Countryside Live is the sister event of the annual farming and rural showcase, the Great Yorkshire Show. Held each October at the Great Yorkshire Showground in the town of Harrogate, England, the two-day event is designed to act as a shop window for the farming industry and is open to the public. The show has been organised by the Yorkshire Agricultural Society every year since it was first held in 2001.

There are competitive classes for cattle, sheep, poultry, pigeons, horses, ponies, and pigs. The region’s Young Farmers' Club take an active part in the show, organising a Tug of War championship and stock judging competitions. There are demonstrations of country skills such as dry stone walling and forestry. Around the site is a wide range of stands selling local food and drink. Other attractions include a fruit and vegetable show, honey show, dog agility, hands-on activities for children, Diggerland, archery, and ferret racing.

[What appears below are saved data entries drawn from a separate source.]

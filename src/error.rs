//! Error types for the trie dictionary.

use thiserror::Error;

/// Error variants for dictionary construction and queries.
#[derive(Debug, Clone, PartialEq, Eq, Error)]
pub enum Error {
    /// Construction input was malformed, or a node number was out of range.
    #[error("invalid input: {0}")]
    InvalidInput(String),

    /// A queried key is not stored with at least one value.
    #[error("key not found: {0}")]
    KeyAbsent(String),
}

/// A specialized Result type for dictionary operations.
pub type Result<T> = std::result::Result<T, Error>;
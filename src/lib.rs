//! # Succinct Trie Dictionary
//!
//! *A compact, immutable multimap from strings to value lists.*
//!
//! ## Intuition First
//!
//! A pointer-based trie spends most of its memory on the pointers, not the
//! characters. Imagine instead writing the tree down as a single row of
//! ticks: visit the nodes floor by floor and, for each node, make one tick
//! per child and then a mark to say "done". That row of ticks *is* the tree.
//! Nothing else is stored, yet two counting tricks (rank and select) still
//! let you jump from any node to its children or its parent in constant
//! time.
//!
//! ## The Problem
//!
//! Dictionary structures face a trade-off:
//! - **Pointer tries**: Fast queries ($O(|key|)$) but $O(n \log n)$ bits of
//!   pointer overhead.
//! - **Sorted arrays**: Minimal space but $O(\log n)$ string comparisons per
//!   lookup and no shared-prefix compression.
//!
//! ## Historical Context
//!
//! ```text
//! 1960  Fredkin     Coins "trie" for retrieval trees
//! 1989  Jacobson    LOUDS: Level-Order Unary Degree Sequence (PhD thesis)
//! 1996  Munro-Raman Constant-time rank and select in o(n) extra space
//! 2008  Delpratt    Engineering LOUDS for practical string dictionaries
//! 2016  Kanda       LOUDS double-array hybrids for IME dictionaries
//! ```
//!
//! Jacobson's insight was that a tree on $n$ nodes is one of roughly $4^n$
//! shapes, so $2n + O(1)$ bits suffice to describe it, and an auxiliary
//! index of $o(n)$ bits makes that description *navigable*, not just
//! decodable.
//!
//! ## Mathematical Formulation
//!
//! The LOUDS bit string lists each node's degree in unary, breadth-first,
//! after a `10` super-root slot. Numbering nodes 1, 2, 3, ... in BFS order:
//!
//! - child described by bit $i$: $\mathrm{rank}_1(i + 1)$
//! - parent of node $n$: $\mathrm{rank}_0(\mathrm{select}_1(n - 1))$
//! - children of node $n$: positions
//!   $\mathrm{select}_0(n - 1) + 1 \ldots \mathrm{select}_0(n) - 1$
//!
//! A lookup walks one level per code unit, so it costs $O(|key|)$ rank and
//! select calls on the bit vector.
//!
//! ## Complexity Analysis
//!
//! - **Time**: $O(|key|)$ per lookup; construction is $O(total\ input)$
//!   after the initial sort.
//! - **Space**: ≈2 bits per trie node for the shape, one code unit per node
//!   for labels, plus 25–50% index overhead on the bit vector.
//!
//! ## What Could Go Wrong
//!
//! 1. **Static only**: the structure is build-once / read-many. Inserting a
//!    key means rebuilding.
//! 2. **No end-of-word flags**: a path may stop at an internal node. The
//!    dictionary layer masks this (such nodes own no values); the raw
//!    node-number interface does not.
//!
//! ## Implementation Notes
//!
//! This crate provides:
//! - **[`BitVector`]**: succinct bit vector with O(1) rank and select.
//! - **[`WordMap`]**: word ↔ node-number translation over a LOUDS trie.
//! - **[`Dictionary`]**: string→string multimap (two tries sharing an
//!   association table of node numbers).
//! - **[`ValueDictionary`]**: string→`T` multimap (one trie, values stored
//!   directly).
//!
//! ## References
//!
//! - Jacobson, G. (1989). "Succinct Static Data Structures."
//! - Delpratt, O., Rahman, N., & Raman, R. (2008). "Engineering succinct
//!   DOM."
//! - Navarro, G. (2016). "Compact Data Structures: A Practical Approach."

#![warn(missing_docs)]
#![warn(clippy::all)]

pub mod bitvec;
pub mod dict;
pub mod error;
pub mod louds;
pub mod word_map;

pub use bitvec::{BitVector, BitVectorBuilder};
pub use dict::{Dictionary, Keys, ValueDictionary};
pub use error::Error;
pub use word_map::WordMap;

Graham & Tina Fletcher also search for the next Talented Show Jumper, where young riders compete for the title in the indoor Show Jumping Arena.

History
Countryside Live began in 2001 and has been held annually since then. The first event was launched after the outbreak of Foot and Mouth disease.

2008 
In 2008, equine classes were added to the program and have proved popular. Demonstrations of horsemanship and show jumping master classes are given by ex-Olympic equestrian Graham Fletcher and his wife, Tina, an International Show Jumper.

2009 
The 2009 show, held on 24 and 25 October, introduced several new competitive classes. These included farriery, classes for both modern and traditional breeds of pigs, and classes for novice horse riders.

2010 
In 2010, a record crowd of 10,221 visitors attended the event. Over all there were 226 entries in the equine section. The two-day event took place on 23 and 24 October 2010.

2011 
The "Festival of British Fruit" was held at the show in 2011. This is an annual event, which was also celebrating its ninth year. It is organised by the Marden Fruit Society, based in Kent, and is held at a different location each year. More than 25 different varieties of apples and nine varieties of pears were on show, with visitors being invited to choose their favourite, although the final selection of "Britain's Tastiest Apple" was decided by a panel of experts. The annual search for a young show-jumping star was judged by Graham and Tina Fletcher, and the environmental charity BTCV, now The Conservation Volunteers, gave a small tree to everyone who attended the show. Special venues for the benefit of young children included The StoryBarn and a farmyard experience area. The show was attended by around 10,700 visitors.

2012 
Countryside Live celebrated its tenth annual anniversary in 2012, when the show was attended by 12,601 visitors. 
 The show was welcomed by the agricultural community, as the Great Yorkshire Show had been cancelled earlier in the year due to heavy rain and flooding. In order to attract visitors, a number of new events were added to the programme. These included the final of the Northern Show Cross horse-riding event. The junior novice event was won by a 14-year-old girl from Scarborough, while the senior novice event was won by a 74-year-old man from Monk Fryston. The event consists of traditional show jumping and cross-country jumps. Other first-time events at the show included a mountain biking demonstration to show the importance of riding bikes responsibly in the countryside, an appearance by Carol and Phillip Mellin and their sheepdog Jess, from the ITV television programme The Dales; and the Knaresborough Horticultural Society’s Flower and Vegetable show, which attracted over 70 entries. In addition, the Rare Breeds Survival Trust attended the show for the first time. They are a conservation charity aiming to prevent the extinction of native farm-animal breeds.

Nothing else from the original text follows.